Wednesday, May 25, 2011

Warlord Wednesday: Conspiracy

Let's re-enter the lost world with another installment of my issue by issue examination of DC Comic's Warlord, the earlier installments of which can be found here...

Warlord (vol. 1) #56 (April 1982)

Written by Mike Grell (Sharon Grell); Penciled by Mark Texiera; Inked by Pablo Marcos

Synopsis: In the back alleys of Shamballah, a group of street urchins gang up on another young boy--a boy they know as “Tinder,” but we know as Joshua, the lost son of the Warlord. The urchins want Tinder’s armlet (really a wristwatch given to him as a baby by his father), but he refuses and holds his own against them. He’s been toughened up by life on the streets since his adopted parents were killed by the Therans.

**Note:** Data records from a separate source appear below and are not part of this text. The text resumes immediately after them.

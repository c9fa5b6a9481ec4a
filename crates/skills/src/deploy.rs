//! Write skills into third-party platform skill directories.
//!
//! A platform reads `<skills_dir>/<name>/SKILL.md`. The copy mode writes that
//! file directly; the symlink mode writes one canonical copy under our own
//! data directory and links each platform's entry to it.

use std::{
    collections::BTreeMap,
    path::{Path, PathBuf},
};

use {
    serde::{Deserialize, Serialize},
    tracing::debug,
};

use crate::{
    error::Result,
    install::SKILL_FILE,
    platform::{PathEnv, SKILL_PLATFORMS, SkillPlatform},
    validate::ensure_valid_name,
};

#[derive(Debug, Clone, Copy, Default, PartialEq, Eq, Serialize, Deserialize)]
#[serde(rename_all = "snake_case")]
pub enum InstallMode {
    /// Independent copy per platform.
    #[default]
    Copy,
    /// Directory symlink to the shared canonical copy.
    Symlink,
}

impl std::str::FromStr for InstallMode {
    type Err = String;

    fn from_str(s: &str) -> std::result::Result<Self, Self::Err> {
        match s {
            "copy" => Ok(Self::Copy),
            "symlink" => Ok(Self::Symlink),
            other => Err(format!("unknown install mode '{other}' (expected copy or symlink)")),
        }
    }
}

/// Install `content` as `<platform_dir>/<skill_name>/SKILL.md`.
///
/// Returns the platform entry path. In symlink mode the canonical copy at
/// `<canonical_root>/<skill_name>/SKILL.md` is rewritten and whatever was at
/// the platform entry is replaced by a link to it, so repeating the install
/// leaves exactly one link.
pub async fn install_manifest(
    platform_dir: &Path,
    canonical_root: &Path,
    skill_name: &str,
    content: &str,
    mode: InstallMode,
) -> Result<PathBuf> {
    ensure_valid_name(skill_name)?;
    let target = platform_dir.join(skill_name);

    match mode {
        InstallMode::Copy => {
            // Never write through a link into the canonical copy.
            if is_symlink(&target).await? {
                remove_link(&target).await?;
            }
            tokio::fs::create_dir_all(&target).await?;
            tokio::fs::write(target.join(SKILL_FILE), content).await?;
        },
        InstallMode::Symlink => {
            let canonical = std::path::absolute(canonical_root.join(skill_name))?;
            tokio::fs::create_dir_all(&canonical).await?;
            tokio::fs::write(canonical.join(SKILL_FILE), content).await?;

            remove_entry(&target).await?;
            tokio::fs::create_dir_all(platform_dir).await?;
            symlink_dir(&canonical, &target).await?;
        },
    }

    debug!(skill = %skill_name, target = %target.display(), ?mode, "manifest installed");
    Ok(target)
}

/// Remove the platform entry for `skill_name` (link or directory). The
/// canonical copy is left alone. Returns whether anything was removed.
pub async fn uninstall_manifest(platform_dir: &Path, skill_name: &str) -> Result<bool> {
    ensure_valid_name(skill_name)?;
    let target = platform_dir.join(skill_name);
    let removed = remove_entry(&target).await?;
    if removed {
        debug!(skill = %skill_name, target = %target.display(), "manifest uninstalled");
    }
    Ok(removed)
}

/// Whether `<platform_dir>/<skill_name>/SKILL.md` resolves to a file.
pub async fn is_manifest_installed(platform_dir: &Path, skill_name: &str) -> Result<bool> {
    ensure_valid_name(skill_name)?;
    let path = platform_dir.join(skill_name).join(SKILL_FILE);
    Ok(tokio::fs::try_exists(&path).await.unwrap_or(false))
}

/// Installation state of `skill_name` on every cataloged platform, keyed by
/// platform id.
pub async fn manifest_install_status(
    env: &PathEnv,
    skill_name: &str,
) -> Result<BTreeMap<String, bool>> {
    let mut status = BTreeMap::new();
    for platform in SKILL_PLATFORMS {
        let installed =
            is_manifest_installed(&platform.resolve_skills_dir(env), skill_name).await?;
        status.insert(platform.id.to_string(), installed);
    }
    Ok(status)
}

/// Platforms that look installed on this machine: the parent of their
/// skills directory exists.
pub async fn detect_installed_platforms(env: &PathEnv) -> Vec<&'static SkillPlatform> {
    let mut found = Vec::new();
    for platform in SKILL_PLATFORMS {
        let dir = platform.resolve_skills_dir(env);
        let Some(parent) = dir.parent() else {
            continue;
        };
        if tokio::fs::try_exists(parent).await.unwrap_or(false) {
            found.push(platform);
        }
    }
    found
}

async fn is_symlink(path: &Path) -> Result<bool> {
    match tokio::fs::symlink_metadata(path).await {
        Ok(meta) => Ok(meta.file_type().is_symlink()),
        Err(e) if e.kind() == std::io::ErrorKind::NotFound => Ok(false),
        Err(e) => Err(e.into()),
    }
}

/// Remove a file, directory tree or link (without following it).
async fn remove_entry(path: &Path) -> Result<bool> {
    let meta = match tokio::fs::symlink_metadata(path).await {
        Ok(meta) => meta,
        Err(e) if e.kind() == std::io::ErrorKind::NotFound => return Ok(false),
        Err(e) => return Err(e.into()),
    };
    let file_type = meta.file_type();
    if file_type.is_symlink() {
        remove_link(path).await?;
    } else if file_type.is_dir() {
        tokio::fs::remove_dir_all(path).await?;
    } else {
        tokio::fs::remove_file(path).await?;
    }
    Ok(true)
}

#[cfg(windows)]
async fn remove_link(path: &Path) -> std::io::Result<()> {
    tokio::fs::remove_dir(path).await
}

#[cfg(not(windows))]
async fn remove_link(path: &Path) -> std::io::Result<()> {
    tokio::fs::remove_file(path).await
}

#[cfg(windows)]
async fn symlink_dir(original: &Path, link: &Path) -> std::io::Result<()> {
    tokio::fs::symlink_dir(original, link).await
}

#[cfg(not(windows))]
async fn symlink_dir(original: &Path, link: &Path) -> std::io::Result<()> {
    tokio::fs::symlink(original, link).await
}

The urchins are finally dispersed by their Fagin, a mustachioed man named Darvin. He offers Tinder a place to stay and a place in his gang, but when he gets too close to the armlet himself, Tinder warns him off with a knife. Darvin considers killing the boy and taking it, but then he intuits in some vague way that its worth more with the boy than without. Instead, he reiterates his invitation, and Tinder joins him.

Meanwhile, in the palace, Morgan is in his fancy duds (last seen in Kaambuka) and is putting his adventuring accoutrements away in a chest. Shutting that chest is a momentous thing for Morgan, but when he discovers Tara watching him he takes her up in his arms and leaves it behind.

Elsewhere, a conspiracy is set in motion by Morgan’s return. Praydor, one of the treasonous plotters, makes his way from the palace to rooms in a bad part of town. There he meets a man whose features are in shadow, but we’re told he’s an impersonator of some sort. He’s tired of waiting and he’s eager for his costume to arrive. Praydor assures him it will be there soon. He also asks what they’ll do with the “package” once they’ve gotten it. Praydor tells him they’ll turn it over to Darvin, who’s possessed of a deep dungeon. Praydor takes his leave with one last instruction to the other man: “Make your move soon.”

Back in the palace, Morgan and Tara discuss politics. Morgan’s planned reforms for Shamballah don’t sit well with some people in power. Tara’s even heard rumors of an overthrow plot, but hasn’t been able to confirm them. A council meeting soon follows, and Morgan is at odds with some on the council and ends up storming out in anger.

Tara finds him in a garden hitting rocks with a stick. She assures him they’ll implement his ideas eventually; they’ll just have to get around the council. Their conversation is interrupted by a servant, Remald, who brings Tara a message that there's a man seeking an audience with her. He told Remald to recite a for Tara the poem “One Dark Rose,” and Tara smiles as she realizes who the visitor is. She leaves Morgan in the garden. Morgan soon gets irritated--and curious. He goes looking for Tara and finds:

Tara introduces her old friend Graemore, and introduces Morgan to him as her “royal consort.”

Morgan quickly excuses himself and goes to his chambers. He looks at himself critically in the mirror. He flexes his biceps. “Face it Morgan,” he tells himself, “You’re old, and that guy isn’t.” He turns from the mirror--but glimpses that his image doesn’t turn with him. Perplexed, he swings around to look at it. It smiles at him, gloatingly.

And then he’s knocked out by Praydor’s blow to the back of his head.
Things to Notice:
  • This is the first appearance of Graemore--who looks like cross between a seventies rocker and Robin Hood in this issue.
  • We're never told what exactly Morgan's "radical" plans for Shamballah are.
  • Morgan's vanity comes to the fore when he's out of his element.
Where It Comes From:
Political intrigues with duplicates are a staple of adventure fiction.  The grandfather of this trope may well be L'homme au masque de fer (The Man in the Iron Mask), the final section of Alexandre Dumas' The Vicomte of Bragelonne: Ten Years Later--the last novel in the D'Artagnan series.  We'll see more of this next issue.


The Angry Lurker said...

Good as usual my friend, didn't know that bit about the D'Artagnan series novel.

Trey said...

Thanks Angry Lurker. Oh, and your samurai wargaming pics today are awesome, but for some reason I don't seem to be able to leave comments on blogs this AM (other than my own).

Needles said...

Graemore was a jerk! Personally I loathed the dude. Excellent overview as usual Trey!